FW: [MUD-Dev] Interesting EQ rant (very long quote)

Travis Casey efindel at earthlink.net
Thu Mar 8 16:13:08 CET 2001


Wednesday, March 07, 2001, 2:23:38 AM, Kevin Littlejohn <darius at bofh.net.au> wrote:
>>>> "John Buehler" wrote

>> Obviously a major point in why we disagree.  You're either not
>> concerned with moving the checks and balances of implications for
>> character actions far from reality, or you figure that the players
>> will be able to deal with that new balance point.  "They can deal
>> with dragons and magic, so why not characters that magically
>> discover secrets?"

> How do you deal with characters _not_ knowing things they could
> realistically be expected to - like the location of all the places
> nearby their home town, the toughness of most creatures, the names
> of all the people they've grown up with, the history and fabric of
> the world?

I try to give them access to as much information as possible, and
expect/hope that they will be mature enough roleplayers to try not to
use information their characters shouldn't have.  In a paper RPG, I'll
give them hints as GM -- e.g., "your home town is south, not north
from the goblin camp" or "Tucker's stream is a day's walk away -- you
probably ought to bring some camping gear along."

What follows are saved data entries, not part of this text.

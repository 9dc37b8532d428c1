//! `escapeJson`/`unescapeJson`, and the `mapOf` structural constructor.

use crate::err::{Error, Result};
use crate::schema::{DataType, Record, RecordField, RecordSchema, ScalarKind};
use crate::value::{RecordMap, Value};

fn as_string(v: &Value) -> String {
	match v {
		Value::Null => String::new(),
		other => other.to_display_string(),
	}
}

pub fn escape_json(args: &[Value]) -> Result<Value> {
	let s = as_string(&args[0]);
	Ok(Value::String(serde_json::to_string(&s).expect("strings always serialize")))
}

/// `unescapeJson(value, convertToRecord?, recurse?)`: parses a JSON string.
/// When `convertToRecord` is set, JSON objects become `Value::Record`s with
/// an inferred schema; `recurse` controls whether that conversion applies to
/// nested objects too (otherwise only the top-level object converts).
pub fn unescape_json(args: &[Value]) -> Result<Value> {
	let s = as_string(&args[0]);
	let convert_to_record = args.get(1).map(Value::is_truthy).unwrap_or(false);
	let recurse = args.get(2).map(Value::is_truthy).unwrap_or(false);
	let parsed: serde_json::Value =
		serde_json::from_str(&s).map_err(|e| Error::eval(format!("unescapeJson: {e}")))?;
	Ok(from_json(parsed, convert_to_record, recurse, true))
}

fn from_json(v: serde_json::Value, convert_to_record: bool, recurse: bool, top_level: bool) -> Value {
	match v {
		serde_json::Value::Null => Value::Null,
		serde_json::Value::Bool(b) => Value::Bool(b),
		serde_json::Value::Number(n) => {
			if let Some(i) = n.as_i64() {
				Value::Long(i)
			} else {
				Value::Double(n.as_f64().unwrap_or_default())
			}
		}
		serde_json::Value::String(s) => Value::String(s),
		serde_json::Value::Array(items) => Value::Array(
			items.into_iter().map(|v| from_json(v, convert_to_record, recurse, false)).collect(),
		),
		serde_json::Value::Object(map) => {
			let child_convert = convert_to_record && (top_level || recurse);
			let mut record_map = RecordMap::new();
			for (k, v) in map {
				record_map.insert(k, from_json(v, convert_to_record, recurse, false));
			}
			if child_convert {
				Value::Record(record_from_map(record_map))
			} else {
				Value::Map(record_map)
			}
		}
	}
}

fn record_from_map(map: RecordMap) -> Record {
	let fields: Vec<RecordField> =
		map.iter().map(|(k, v)| RecordField::synthesize(k, inferred_type_of(v))).collect();
	Record::new(RecordSchema::new(fields), map)
}

fn inferred_type_of(v: &Value) -> DataType {
	match v {
		Value::Null => DataType::Scalar(ScalarKind::Null),
		Value::Bool(_) => DataType::Scalar(ScalarKind::Bool),
		Value::Int(_) | Value::Long(_) => DataType::Scalar(ScalarKind::Long),
		Value::Float(_) => DataType::Scalar(ScalarKind::Float),
		Value::Double(_) => DataType::Scalar(ScalarKind::Double),
		Value::String(_) => DataType::Scalar(ScalarKind::String),
		Value::Bytes(_) => DataType::Scalar(ScalarKind::Bytes),
		Value::Date(_) => DataType::Scalar(ScalarKind::Date),
		Value::Array(items) => {
			DataType::Array(Box::new(items.first().map(inferred_type_of).unwrap_or(DataType::Scalar(ScalarKind::Null))))
		}
		Value::Map(_) => DataType::Map(Box::new(DataType::Scalar(ScalarKind::String))),
		Value::Record(r) => DataType::Record(r.schema().clone()),
	}
}

/// `mapOf(k1, v1, k2, v2, ...)`. Arity must be even; the parser rejects an
/// odd argument count before this ever runs.
pub fn map_of(args: &[Value]) -> Result<Value> {
	let mut map = RecordMap::new();
	for pair in args.chunks_exact(2) {
		map.insert(as_string(&pair[0]), pair[1].clone());
	}
	Ok(Value::Map(map))
}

> This may be a hard point to make - but one of the most jarring
> points in starting a new game is stumbling into a stupid situation,
> getting completely worked over (either by being killed, or by
> flubbing a conversation with an NPC, or stumbling too far from town
> and getting lost, or whatever), and thinking "but my character would
> really have known that if they grew up here".

Yep.  There are a few ways around the problem... e.g., Skotos' Castle
Marrach has all the characters being awoken from a form of
hibernation, after which they've forgotten much of what they used to
know.  Unfortunately, there's no good way that's universally
applicable.

[snip a bit]

> Basically, until you can instill a player with all the knowledge
> they should have within the game as they start, the outside areas of
> knowledge gain (even down to strategy guides and similar) are a
> valuable offset.  I don't believe you'll find a way to solve that
> one for casual gamers - there's no way they're going to want to
> learn up your religion system, your politics, your world, before
> they play - and if they don't, they could easily gaff on these
> details, unless you make all those details devoid of
> application/meaning in your world.

That's only a problem, though, if you're aiming at casual gamers.  For
those of us here who are just hobbyists, requiring that all players
learn such things can actually be a way of filtering out players who
aren't willing to put forth the effort to roleplay in such a fashion.

--
       |\      _,,,---,,_    Travis S. Casey  <efindel at earthlink.net>
 ZZzz  /,`.-'`'    -.  ;-;;,_   No one agrees with me.  Not even me.